Instrução: Instruir empregados, de maneira expressa, clara e objetiva, quanto às precauções a tomar a fim de evitar doenças, físicas e mentais e acidentes de trabalho.

Jornada: Observar a jornada contratual na adequação das atividades na modalidade de teletrabalho e em plataformas virtuais.

Etiqueta digital: Adotar modelos de etiqueta digital, com horários para atendimento virtual da demanda, assegurando os repousos legais e o direito à desconexão.

Privacidade: Garantir o respeito ao direito de imagem e à privacidade dos trabalhadores.

Período da covid-19: Garantir a observação de prazos específicos e restritos ao período das medidas de contenção da pandemia da Covid-19.

Liberdade de expressão: Garantir o exercício da liberdade de expressão do trabalhador, ressalvadas ofensas que caracterizem calúnia, injúria.

‘Autocuidado’: Estabelecer política de autocuidado para identificação de potenciais sinais e sintomas de covid-19.

Direito: teletrabalho, a saúde e segurança do trabalhador

Na visão do advogado trabalhista Antônio Vicente Martins, do SindBancários, o trabalho homeoffice é um tema que precisa ser abordado de forma criteriosa pelo movimento sindical e pelo Direito do Trabalho. “Não há uma regulamentação sobre esta modalidade de trabalho, mas o que nos parece fundamental é a preservação da saúde e segurança dos trabalhadores no desempenho de suas atividades em home office”, coloca.

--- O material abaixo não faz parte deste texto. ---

//! Offline tests for the archive unpacker.

use std::fs::File;
use std::io::Write;

use tempfile::TempDir;

use nse_market_rs::archive::extract;
use nse_market_rs::error::NseError;

fn write_zip(path: &std::path::Path, members: &[(&str, &[u8])]) {
    let mut zip = zip::ZipWriter::new(File::create(path).unwrap());
    let options = zip::write::SimpleFileOptions::default();

    for (name, bytes) in members {
        zip.start_file(*name, options).unwrap();
        zip.write_all(bytes).unwrap();
    }
    zip.finish().unwrap();
}

fn write_gz(path: &std::path::Path, bytes: &[u8]) {
    let mut enc = flate2::write::GzEncoder::new(
        File::create(path).unwrap(),
        flate2::Compression::default(),
    );
    enc.write_all(bytes).unwrap();
    enc.finish().unwrap();
}

#[test]
fn zip_extracts_first_member_and_removes_source() {
    let dir = TempDir::new().unwrap();
    let zip_path = dir.path().join("cm01JAN2024bhav.csv.zip");
    write_zip(&zip_path, &[("cm01JAN2024bhav.csv", b"SYMBOL,CLOSE\nTCS,4000\n")]);

    let out = extract(&zip_path, dir.path(), None).unwrap();

    assert_eq!(out, dir.path().join("cm01JAN2024bhav.csv"));
    assert_eq!(
        std::fs::read_to_string(&out).unwrap(),
        "SYMBOL,CLOSE\nTCS,4000\n"
    );
    assert!(!zip_path.exists(), "source archive should be deleted");
}

#[test]
fn zip_extracts_named_members_returning_the_last() {
    let dir = TempDir::new().unwrap();
    let zip_path = dir.path().join("PR010124.zip");
    write_zip(
        &zip_path,
        &[("Pd010124.csv", b"a"), ("Gl010124.csv", b"b"), ("HL010124.csv", b"c")],
    );

    let out = extract(
        &zip_path,
        dir.path(),
        Some(&["Pd010124.csv", "HL010124.csv"]),
    )
    .unwrap();

    assert_eq!(out, dir.path().join("HL010124.csv"));
    assert!(dir.path().join("Pd010124.csv").exists());
    // Unrequested member stays packed.
    assert!(!dir.path().join("Gl010124.csv").exists());
}

#[test]
fn gzip_strips_suffix() {
    let dir = TempDir::new().unwrap();
    let gz_path = dir.path().join("NSE_CM_security_01012024.csv.gz");
    write_gz(&gz_path, b"SYMBOL,BAND\nTCS,20\n");

    let out = extract(&gz_path, dir.path(), None).unwrap();

    assert_eq!(out, dir.path().join("NSE_CM_security_01012024.csv"));
    assert_eq!(
        std::fs::read_to_string(&out).unwrap(),
        "SYMBOL,BAND\nTCS,20\n"
    );
    assert!(!gz_path.exists());
}

#[test]
fn unknown_suffix_is_rejected_and_source_kept() {
    let dir = TempDir::new().unwrap();
    let path = dir.path().join("report.rar");
    std::fs::write(&path, b"whatever").unwrap();

    let err = extract(&path, dir.path(), None).unwrap_err();
    assert!(matches!(err, NseError::UnsupportedFormat(_)));
    assert!(path.exists(), "source must survive a failed extraction");
}

#[test]
fn corrupt_zip_keeps_source() {
    let dir = TempDir::new().unwrap();
    let path = dir.path().join("broken.zip");
    std::fs::write(&path, b"this is not a zip").unwrap();

    assert!(extract(&path, dir.path(), None).is_err());
    assert!(path.exists());
}
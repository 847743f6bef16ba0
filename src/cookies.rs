//! Persisted cookie jar handling.
//!
//! NSE gates its API behind anti-bot session cookies handed out on the
//! regular website. The client harvests them once, persists them to a JSON
//! file in the download folder, and reuses them across runs until they
//! expire.
//!
//! Cookie files are namespaced by [`Transport`](crate::client::Transport)
//! flavor (`nse_cookies_http1.json` vs `nse_cookies_http2.json`). The two
//! flavors negotiate different sessions with the exchange, and keeping the
//! files separate means switching flavors between runs re-bootstraps instead
//! of replaying the wrong jar.

use std::fs;
use std::path::Path;

use chrono::Utc;
use serde::{Deserialize, Serialize};

/// One cookie as persisted to disk.
#[derive(Debug, Clone, PartialEq, Eq, Serialize, Deserialize)]
pub struct StoredCookie {
    pub name: String,
    pub value: String,
    pub domain: String,
    #[serde(default = "root_path")]
    pub path: String,
    /// Unix expiry timestamp in seconds. Session cookies carry no expiry
    /// and never count as expired.
    #[serde(default)]
    pub expires: Option<i64>,
}

fn root_path() -> String {
    "/".to_owned()
}

impl StoredCookie {
    /// True if the cookie's expiry timestamp is in the past.
    pub fn is_expired(&self, now_unix: i64) -> bool {
        matches!(self.expires, Some(t) if t < now_unix)
    }

    /// Render as a `Set-Cookie` style string suitable for replaying into a
    /// [`reqwest::cookie::Jar`].
    pub fn to_cookie_str(&self) -> String {
        format!(
            "{}={}; Domain={}; Path={}",
            self.name, self.value, self.domain, self.path
        )
    }
}

/// Load a persisted jar from `path`.
///
/// A missing, unreadable, or corrupt file is treated as absent — the caller
/// re-bootstraps rather than failing.
pub fn load(path: &Path) -> Option<Vec<StoredCookie>> {
    let bytes = fs::read(path).ok()?;

    match serde_json::from_slice(&bytes) {
        Ok(cookies) => Some(cookies),
        Err(e) => {
            tracing::warn!(path = %path.display(), error = %e, "discarding corrupt cookie file");
            None
        }
    }
}

/// Serialize `cookies` to `path`, overwriting any existing file.
pub fn save(path: &Path, cookies: &[StoredCookie]) -> std::io::Result<()> {
    let json = serde_json::to_vec(cookies).expect("cookie serialization is infallible");
    fs::write(path, json)
}

/// True iff any cookie in the jar is past its expiry relative to now.
///
/// An empty jar is not expired; it is simply absent, which the session
/// manager handles separately.
pub fn is_expired(cookies: &[StoredCookie]) -> bool {
    let now = Utc::now().timestamp();
    cookies.iter().any(|c| c.is_expired(now))
}

/// Remove the cookie file if present. A missing file is not an error.
pub fn delete(path: &Path) {
    if let Err(e) = fs::remove_file(path) {
        if e.kind() != std::io::ErrorKind::NotFound {
            tracing::warn!(path = %path.display(), error = %e, "failed to remove cookie file");
        }
    }
}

A adoção do trabalho, nesta modalidade, não pode implicar em adoção de extensas jornadas de trabalho. “É preciso que os trabalhadores possam desconectar das atividades laborais fora do horário de trabalho. O bloqueio de acesso dos trabalhadores aos sistemas da empresa, fora do horário de trabalho, é um modelo que deve ser observado. A hiperconexão pode causar danos irreversíveis aos trabalhadores, tanto do ponto de vista físico como psicológico. Estes danos são imensuráveis”, acrescenta Martins.

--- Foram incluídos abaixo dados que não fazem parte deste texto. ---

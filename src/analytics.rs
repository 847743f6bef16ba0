//! Derived option-chain statistics: max pain and the compiled chain
//! summary.
//!
//! These are pure functions over the raw chain payload; fetching lives in
//! [`crate::api::option_chain`].

use chrono::NaiveDate;

use crate::error::{NseError, Result};
use crate::types::option_chain::{
    ChainSummary, OptionChainResponse, OptionContractRow, SideStats, StrikeEntry,
};

/// Expiry date formatting used throughout the chain payload.
pub(crate) fn format_expiry(expiry: NaiveDate) -> String {
    expiry.format("%d-%b-%Y").to_string()
}

/// Returns the strike price with maximum pain for the given expiry.
///
/// Max pain is the settlement price at which the aggregate loss across
/// option writers is smallest. Computed with prefix sums over the
/// ascending-strike sequence, O(n log n) for the sort and O(n) after:
///
/// - call writer loss at settlement `s` = `s·ΣC(k≤s) − ΣC·k(k≤s)`
/// - put  writer loss at settlement `s` = `ΣP·k(k>s) − s·ΣP(k>s)`
///
/// Ties are broken by the first occurrence in the order rows appear in the
/// feed.
pub fn max_pain(rows: &[OptionContractRow], expiry: NaiveDate) -> Result<f64> {
    let expiry_str = format_expiry(expiry);

    // (strike, call OI, put OI) in feed order; an absent side counts as zero.
    let filtered: Vec<(f64, f64, f64)> = rows
        .iter()
        .filter(|r| r.expiry_date == expiry_str)
        .map(|r| {
            (
                r.strike_price,
                r.ce.as_ref().map_or(0.0, |c| c.open_interest),
                r.pe.as_ref().map_or(0.0, |p| p.open_interest),
            )
        })
        .collect();

    if filtered.is_empty() {
        return Err(NseError::NoData(format!(
            "no option contracts for expiry {expiry_str}"
        )));
    }

    let mut sorted = filtered.clone();
    sorted.sort_by(|a, b| a.0.total_cmp(&b.0));

    let n = sorted.len();
    let mut call_oi = vec![0.0; n];
    let mut call_weighted = vec![0.0; n];
    let mut put_oi = vec![0.0; n];
    let mut put_weighted = vec![0.0; n];

    let mut c = 0.0;
    let mut cw = 0.0;
    let mut p = 0.0;
    let mut pw = 0.0;

    for (i, &(strike, coi, poi)) in sorted.iter().enumerate() {
        c += coi;
        cw += coi * strike;
        p += poi;
        pw += poi * strike;
        call_oi[i] = c;
        call_weighted[i] = cw;
        put_oi[i] = p;
        put_weighted[i] = pw;
    }

    let (put_total, put_weighted_total) = (p, pw);

    let pain_at = |i: usize| -> f64 {
        let s = sorted[i].0;
        let call_loss = s * call_oi[i] - call_weighted[i];
        let put_loss = (put_weighted_total - put_weighted[i]) - s * (put_total - put_oi[i]);
        call_loss + put_loss
    };

    let mut best_strike = f64::NAN;
    let mut best_pain = f64::INFINITY;

    for &(strike, ..) in &filtered {
        // Index of the last sorted row at this strike, so the prefix sums
        // cover every contract with k <= strike.
        let i = sorted.partition_point(|&(k, ..)| k <= strike) - 1;
        let pain = pain_at(i);

        if pain < best_pain {
            best_pain = pain;
            best_strike = strike;
        }
    }

    Ok(best_strike)
}

/// Compile the raw option chain into per-strike statistics and aggregates
/// for one expiry.
///
/// Rows missing one side get all-zero stats for that side. The per-strike
/// put-call ratio is `None` whenever either side's OI is zero; the
/// aggregate ratio is `None` when total call OI is zero.
pub fn compile_chain(data: &OptionChainResponse, expiry: NaiveDate) -> Result<ChainSummary> {
    let expiry_str = format_expiry(expiry);

    let timestamp = data
        .records
        .timestamp
        .clone()
        .ok_or_else(|| NseError::NoData("option chain payload has no timestamp".into()))?;

    let underlying = data
        .records
        .underlying_value
        .ok_or_else(|| NseError::NoData("option chain payload has no underlying value".into()))?;

    // Strike spacing comes from the exchange's pre-filtered near-expiry
    // view: the gap between its first two strikes.
    let atm = match data.filtered.data.as_slice() {
        [first, second, ..] => {
            let spacing = (first.strike_price - second.strike_price).abs();
            spacing * (underlying / spacing).round()
        }
        _ => {
            return Err(NseError::NoData(
                "filtered chain has fewer than two strikes".into(),
            ));
        }
    };

    let mut chain: Vec<StrikeEntry> = Vec::new();
    let mut coi_total = 0.0;
    let mut poi_total = 0.0;
    let mut max_coi = 0.0;
    let mut max_poi = 0.0;
    let mut max_coi_strike = 0.0;
    let mut max_poi_strike = 0.0;

    for row in &data.records.data {
        if row.expiry_date != expiry_str {
            continue;
        }

        let ce: SideStats = row.ce.as_ref().map(Into::into).unwrap_or_default();
        let pe: SideStats = row.pe.as_ref().map(Into::into).unwrap_or_default();

        coi_total += ce.oi;
        poi_total += pe.oi;

        // Strict comparison: the first strike seen wins ties.
        if ce.oi > max_coi {
            max_coi = ce.oi;
            max_coi_strike = row.strike_price;
        }
        if pe.oi > max_poi {
            max_poi = pe.oi;
            max_poi_strike = row.strike_price;
        }

        let pcr = if pe.oi == 0.0 || ce.oi == 0.0 {
            None
        } else {
            Some(round2(pe.oi / ce.oi))
        };

        chain.push(StrikeEntry {
            strike: row.strike_price,
            ce,
            pe,
            pcr,
        });
    }

    if chain.is_empty() {
        return Err(NseError::NoData(format!(
            "no option contracts for expiry {expiry_str}"
        )));
    }

    let maxpain = max_pain(&data.records.data, expiry)?;

    chain.sort_by(|a, b| a.strike.total_cmp(&b.strike));

    let pcr = (coi_total != 0.0).then(|| round2(poi_total / coi_total));

    Ok(ChainSummary {
        expiry: expiry_str,
        timestamp,
        underlying,
        atm,
        maxpain,
        max_coi_strike,
        max_poi_strike,
        coi_total,
        poi_total,
        pcr,
        chain,
    })
}

/// Filter rows whose percent change is above zero, sorted descending.
/// `count` truncates the result.
pub fn gainers<T, F>(rows: &[T], p_change: F, count: Option<usize>) -> Vec<&T>
where
    F: Fn(&T) -> f64,
{
    ranked(rows, &p_change, count, |pc| pc > 0.0, true)
}

/// Filter rows whose percent change is below zero, sorted ascending (worst
/// first). `count` truncates the result.
pub fn losers<T, F>(rows: &[T], p_change: F, count: Option<usize>) -> Vec<&T>
where
    F: Fn(&T) -> f64,
{
    ranked(rows, &p_change, count, |pc| pc < 0.0, false)
}

fn ranked<'a, T>(
    rows: &'a [T],
    p_change: &dyn Fn(&T) -> f64,
    count: Option<usize>,
    keep: fn(f64) -> bool,
    descending: bool,
) -> Vec<&'a T> {
    let mut out: Vec<&T> = rows.iter().filter(|r| keep(p_change(r))).collect();

    out.sort_by(|a, b| {
        let ord = p_change(a).total_cmp(&p_change(b));
        if descending { ord.reverse() } else { ord }
    });

    if let Some(n) = count {
        out.truncate(n);
    }

    out
}

fn round2(v: f64) -> f64 {
    (v * 100.0).round() / 100.0
}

Outra questão importante diz respeito à ergonomia no local de trabalho e às condições de acesso aos modelos telemáticos. “É preciso que o empregador garanta o acesso à internet de qualidade para o trabalhador, bem como forneça equipamentos compatíveis com o modelo de trabalho adotado, inclusive com preocupação de ergonomia”, reforça.

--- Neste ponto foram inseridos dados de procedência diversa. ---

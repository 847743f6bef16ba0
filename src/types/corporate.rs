#![allow(missing_docs)]
//! Corporate action, announcement, and board-meeting types.

use serde::Deserialize;

/// Market segment selector shared by the corporate-filing endpoints.
#[derive(Debug, Clone, Copy, PartialEq, Eq, Default)]
pub enum Segment {
    #[default]
    Equities,
    Sme,
    Debt,
    Mf,
}

impl Segment {
    /// Query-parameter value expected by the API (`index=` segment).
    pub fn as_str(self) -> &'static str {
        match self {
            Self::Equities => "equities",
            Self::Sme => "sme",
            Self::Debt => "debt",
            Self::Mf => "mf",
        }
    }
}

/// One corporate action (dividend, split, bonus, ...).
#[derive(Debug, Clone, Deserialize)]
#[serde(rename_all = "camelCase")]
pub struct CorporateAction {
    pub symbol: String,
    #[serde(default)]
    pub series: Option<String>,
    /// Action description, e.g. `"Dividend - Rs 10 Per Share"`.
    #[serde(default)]
    pub subject: Option<String>,
    #[serde(default)]
    pub ex_date: Option<String>,
    #[serde(default)]
    pub rec_date: Option<String>,
    #[serde(default)]
    pub comp: Option<String>,
    #[serde(default)]
    pub isin: Option<String>,
    #[serde(default)]
    pub face_val: Option<String>,
}

/// One corporate announcement filing.
#[derive(Debug, Clone, Deserialize)]
#[serde(rename_all = "camelCase")]
pub struct Announcement {
    pub symbol: String,
    #[serde(default)]
    pub desc: Option<String>,
    /// Filing timestamp.
    #[serde(default)]
    pub an_dt: Option<String>,
    #[serde(default)]
    pub attchmnt_file: Option<String>,
    #[serde(default)]
    pub attchmnt_text: Option<String>,
    #[serde(default)]
    pub sm_name: Option<String>,
}

/// One scheduled board meeting.
#[derive(Debug, Clone, Deserialize)]
#[serde(rename_all = "camelCase")]
pub struct BoardMeeting {
    pub bm_symbol: String,
    #[serde(default)]
    pub bm_purpose: Option<String>,
    #[serde(default)]
    pub bm_desc: Option<String>,
    #[serde(default)]
    pub bm_date: Option<String>,
    #[serde(default)]
    pub sm_name: Option<String>,
}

Ele observa que a adoção do modelo de trabalho em homeoffice não é uma escolha do trabalhador, mas um modelo empresarial que pode buscar a transferência de custos operacionais para os trabalhadores e uma conexão destes empregados em quantidade de horas muito acima do que as horas contratadas para o trabalho.

Hoje, os modelos de controle exercidos por sistemas de geolocalização permitem que o trabalhador esteja monitorado 24 horas por dia por seu empregador. “Há que se garantir que esta invasão de privacidade dos empregados não seja seguida por uma exigência laboral que nos remeta para um período de escravidão moderna”, diz o advogado.

Ótica do trabalhador

São muitos os pontos e temas controvertidos relacionados com o home office. E aprofundar esta discussão com o olhar de defesa da classe trabalhadora é fundamental. “Não tenham dúvida de que o capitalismo de dados procura sempre precarizar os direitos trabalhistas e manipular a gigantesca onda de informações e dados que circula pelo mundo informatizado. Não há ciência neutra. É dever dos sindicatos se preocupar com a essência desta violação de direitos dos trabalhadores”, conclui Antônio Vicente Martins.